Germany and France, which both emerged from recession in the second quarter with 0.3% growth, posted quarterly expansion rates of 0.7% and 0.3% respectively in the three months to end-September. Italian GDP turned positive with a rise of 0.6% quarter over quarter, following five quarters of contraction. The national data indicated that improving exports helped lead the region back to growth, while consumers continued to keep a tight grip on their wallets.

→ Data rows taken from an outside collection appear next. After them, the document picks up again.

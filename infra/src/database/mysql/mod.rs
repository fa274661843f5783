//! MySQL repository implementations

mod otp_repository_impl;

pub use otp_repository_impl::{create_table_sql, validate_table_name, MySqlOtpRepository};
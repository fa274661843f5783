//! Token value object with a sliding expiry window.
//!
//! A `Token` is a view over an [`OtpRecord`] that tracks its lifetime as a
//! number of seconds counted from `created_at`, so it can be extended,
//! refreshed or invalidated in place.

use chrono::{DateTime, Duration, Utc};
use serde::{Deserialize, Serialize};
use uuid::Uuid;

use super::otp_record::{hash_code, OtpRecord};

/// Token bound to an identity
#[derive(Debug, Clone, PartialEq, Eq, Serialize, Deserialize)]
pub struct Token {
    /// Email address or phone number the token belongs to
    pub identity: String,

    /// Digest of the code
    pub token: String,

    pub created_at: DateTime<Utc>,
    pub updated_at: DateTime<Utc>,

    /// Lifetime in seconds, counted from `created_at`
    pub expiry_seconds: i64,
}

/// Attributes a token can be looked up by
#[derive(Debug, Clone, Default, PartialEq, Eq)]
pub struct TokenAttributes {
    pub identity: Option<String>,
    pub token: Option<String>,
}

impl Token {
    /// Create a token for a plaintext code
    pub fn new(identity: &str, code: &str, expiry_seconds: i64) -> Self {
        let now = Utc::now();
        Self {
            identity: identity.to_string(),
            token: hash_code(identity, code),
            created_at: now,
            updated_at: now,
            expiry_seconds,
        }
    }

    /// Build a token from a stored record
    pub fn from_record(record: &OtpRecord) -> Self {
        Self {
            identity: record.identity.clone(),
            token: record.token.clone(),
            created_at: record.created_at,
            updated_at: record.updated_at,
            expiry_seconds: (record.expires_at - record.created_at).num_seconds(),
        }
    }

    /// Convert back into a record with a fresh id
    ///
    /// Stores key tokens by `(identity, token)`, so the id only matters when
    /// the row does not exist yet.
    pub fn to_record(&self) -> OtpRecord {
        OtpRecord {
            id: Uuid::new_v4(),
            identity: self.identity.clone(),
            token: self.token.clone(),
            expires_at: self.expires_at(),
            created_at: self.created_at,
            updated_at: self.updated_at,
        }
    }

    /// `created_at + expiry_seconds`, or `None` outside the timestamp range
    pub fn expiry_for(created_at: DateTime<Utc>, expiry_seconds: i64) -> Option<DateTime<Utc>> {
        Duration::try_seconds(expiry_seconds).and_then(|ttl| created_at.checked_add_signed(ttl))
    }

    /// Absolute expiry, clamped to the representable range
    pub fn expires_at(&self) -> DateTime<Utc> {
        Self::expiry_for(self.created_at, self.expiry_seconds).unwrap_or(
            if self.expiry_seconds < 0 {
                DateTime::<Utc>::MIN_UTC
            } else {
                DateTime::<Utc>::MAX_UTC
            },
        )
    }

    /// Whole seconds left before expiry at `now`; negative once expired
    pub fn time_left_at(&self, now: DateTime<Utc>) -> i64 {
        (self.expires_at() - now).num_seconds()
    }

    pub fn time_left(&self) -> i64 {
        self.time_left_at(Utc::now())
    }

    pub fn expired_at(&self, now: DateTime<Utc>) -> bool {
        self.time_left_at(now) <= 0
    }

    pub fn expired(&self) -> bool {
        self.expired_at(Utc::now())
    }
}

TVS re-launches Twin Spark Plug "Flame"
TVS Motor Co. Ltd. re-launched the much awaited Twin Spark Plug "FLAME" motorcycle after obtaining all necessary permissions and clearances in accordance with law. This executive segment motorcycle, launched under the brand TVS Flame DS 125, is propelled by three valve CC-VTi technology, fired by twin spark plugs. Developed with AVL Austria, this 125 cc three valve engine is tuned to the ideal swirl-tumble port combination so that it delivers superior performance while simultaneously enhancing low, mid range power and delivering high fuel efficiency. TVS Flame DS 125 has a unique combination of three valves and two spark plugs. Packing in 10.5 bhp @ 7500 rpm, TVS Flame DS 125 has a top speed of 95 kmph. Priced at Rs. 49,200 ex-showroom, the TVS Flame DS 125 comes in dual tone colours of red and black.

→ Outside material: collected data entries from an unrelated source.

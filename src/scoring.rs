//! Static per-card score lookup.
//!
//! The table is loaded once (from a JSON object of `name -> integer`, plain or
//! gzip-compressed) and is read-only afterwards. Unknown names score 0.

use std::collections::HashMap;
use std::fs;
use std::io::{BufReader, Read};
use std::path::Path;

use flate2::read::GzDecoder;

use crate::error::Result;
use crate::models::Deck;

#[derive(Debug, Clone, Default, PartialEq, Eq)]
pub struct ScoringTable {
    scores: HashMap<String, i64>,
}

impl ScoringTable {
    pub fn new() -> Self {
        Self::default()
    }

    /// Parse a JSON object mapping card names to integer scores.
    pub fn from_json_str(json: &str) -> Result<Self> {
        let scores: HashMap<String, i64> = serde_json::from_str(json)?;
        Ok(Self { scores })
    }

    /// Load a scoring file (handles `.gz` transparently).
    pub fn from_path<P: AsRef<Path>>(path: P) -> Result<Self> {
        let path = path.as_ref();
        let contents = if path.extension().and_then(|e| e.to_str()) == Some("gz") {
            let file = fs::File::open(path)?;
            let mut decoder = BufReader::new(GzDecoder::new(BufReader::new(file)));
            let mut contents = String::new();
            decoder.read_to_string(&mut contents)?;
            contents
        } else {
            fs::read_to_string(path)?
        };
        let table = Self::from_json_str(&contents)?;
        tracing::info!(path = %path.display(), entries = table.len(), "loaded scoring table");
        Ok(table)
    }

    pub fn score(&self, name: &str) -> i64 {
        self.scores.get(name).copied().unwrap_or(0)
    }

    /// Sum of card scores across main, extra and side.
    pub fn deck_score(&self, deck: &Deck) -> i64 {
        deck.iter().map(|c| self.score(&c.name)).sum()
    }

    pub fn len(&self) -> usize {
        self.scores.len()
    }

    pub fn is_empty(&self) -> bool {
        self.scores.is_empty()
    }
}

impl<S: Into<String>> FromIterator<(S, i64)> for ScoringTable {
    fn from_iter<I: IntoIterator<Item = (S, i64)>>(iter: I) -> Self {
        Self {
            scores: iter.into_iter().map(|(k, v)| (k.into(), v)).collect(),
        }
    }
}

Cox & Kings IPO price band at Rs316-330/share
Cox and Kings (India) Limited fixed the price band between Rs316 and Rs330 per share for its Initial Public Offering (IPO) of 18,496,640 equity shares of Rs. 10 each for cash at a price to be decided through a 100% Book-Building Process. The Bid/Issue opens on November 18, and closes on November 20. The company has been assigned a "CARE IPO GRADE 4" to the proposed IPO. CARE IPO Grade 4 indicates above average fundamentals. CARE assigns IPO grades on scale of Grade 5 to Grade 1, with Grade 5 indicating strong fundamentals and Grade 1 indicating poor fundamentals.
The IPO consists of a Fresh Issue of 15,450,000 shares and an Offer for Sale of 3,046,640 shares by Lehman Brothers Opportunity Limited, Deutsche Securities Mauritius Limited and Merrill Lynch Capital Markets Espana, SA, SV. The IPO comprises of a net issue to the public of 18,296,640 shares and a reservation of up to 200,000 shares for the eligible employees on a competitive basis. The IPO and the Net Issue would constitute 29.40% and 29.08% respectively of the fully diluted post issue paid-up capital of the company.

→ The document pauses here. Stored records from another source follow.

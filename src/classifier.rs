//! Card type classification.
//!
//! Everything is derived from the free-text `type` string by case-insensitive
//! substring matching, so unknown or empty types classify as `Other`, not
//! extra-deck eligible, not banned.

use std::fmt;

use crate::config::{BannedCategory, Ruleset, EXTRA_DECK_MARKERS};

/// Broad card family, ordered by sort priority.
#[derive(Debug, Clone, Copy, PartialEq, Eq, PartialOrd, Ord, Hash)]
pub enum Family {
    Monster,
    Spell,
    Trap,
    Other,
}

impl fmt::Display for Family {
    fn fmt(&self, f: &mut fmt::Formatter<'_>) -> fmt::Result {
        let s = match self {
            Family::Monster => "Monster",
            Family::Spell => "Spell",
            Family::Trap => "Trap",
            Family::Other => "Other",
        };
        f.write_str(s)
    }
}

#[derive(Debug, Clone, Copy, PartialEq, Eq)]
pub struct Classification {
    pub family: Family,
    pub is_extra_deck_eligible: bool,
    pub is_banned: bool,
}

/// Family of a type string, checked in Monster > Spell > Trap priority.
pub fn family_of(type_field: &str) -> Family {
    let lower = type_field.to_lowercase();
    if lower.contains("monster") {
        Family::Monster
    } else if lower.contains("spell") {
        Family::Spell
    } else if lower.contains("trap") {
        Family::Trap
    } else {
        Family::Other
    }
}

pub fn is_extra_deck_type(type_field: &str) -> bool {
    let lower = type_field.to_lowercase();
    EXTRA_DECK_MARKERS.iter().any(|m| lower.contains(m))
}

/// Classifies type strings against a configured set of banned categories.
#[derive(Debug, Clone, Default)]
pub struct Classifier {
    ruleset: Ruleset,
}

impl Classifier {
    pub fn new(ruleset: Ruleset) -> Self {
        Self { ruleset }
    }

    pub fn ruleset(&self) -> &Ruleset {
        &self.ruleset
    }

    pub fn classify(&self, type_field: &str) -> Classification {
        Classification {
            family: family_of(type_field),
            is_extra_deck_eligible: is_extra_deck_type(type_field),
            is_banned: self.banned_category(type_field).is_some(),
        }
    }

    pub fn is_banned(&self, type_field: &str) -> bool {
        self.banned_category(type_field).is_some()
    }

    /// The first configured category whose marker occurs in the type string.
    pub fn banned_category(&self, type_field: &str) -> Option<BannedCategory> {
        let lower = type_field.to_lowercase();
        self.ruleset
            .banned
            .iter()
            .copied()
            .find(|c| lower.contains(c.marker()))
    }
}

Cipla launches Antiflu to combat flu pandemic
Cipla Ltd. announced that it has launched Oseltamivir under the brand name Antiflu to combat the flu pandemic. The only drug from India to be pre-qualified by the World Health Organisation (WHO), Antiflu would be sold under Schedule X category, like Virenza (Zanamivir), Cipla said in a statement. Antiflu and Virenza directly target the virus and block its replication. Best results are seen if the medicines are taken within 48 hours of the symptoms being visible. Clinical trials suggest that the drugs reduce suffering considerably and time usage also lowers chances of other health complications, Cipla said. Antiflu will be available both in capsules (10 Nos) and liquid form (75 ml) and will be priced at Rs485. Virenza (20 capsules) will be retailed at Rs800. As of now 800 chemists across India have got the special license to retail the drugs made by Cipla. This includes 25-30 chemists in Mumbai. The number is likely to go up as more chemists apply for the license to sell these drugs.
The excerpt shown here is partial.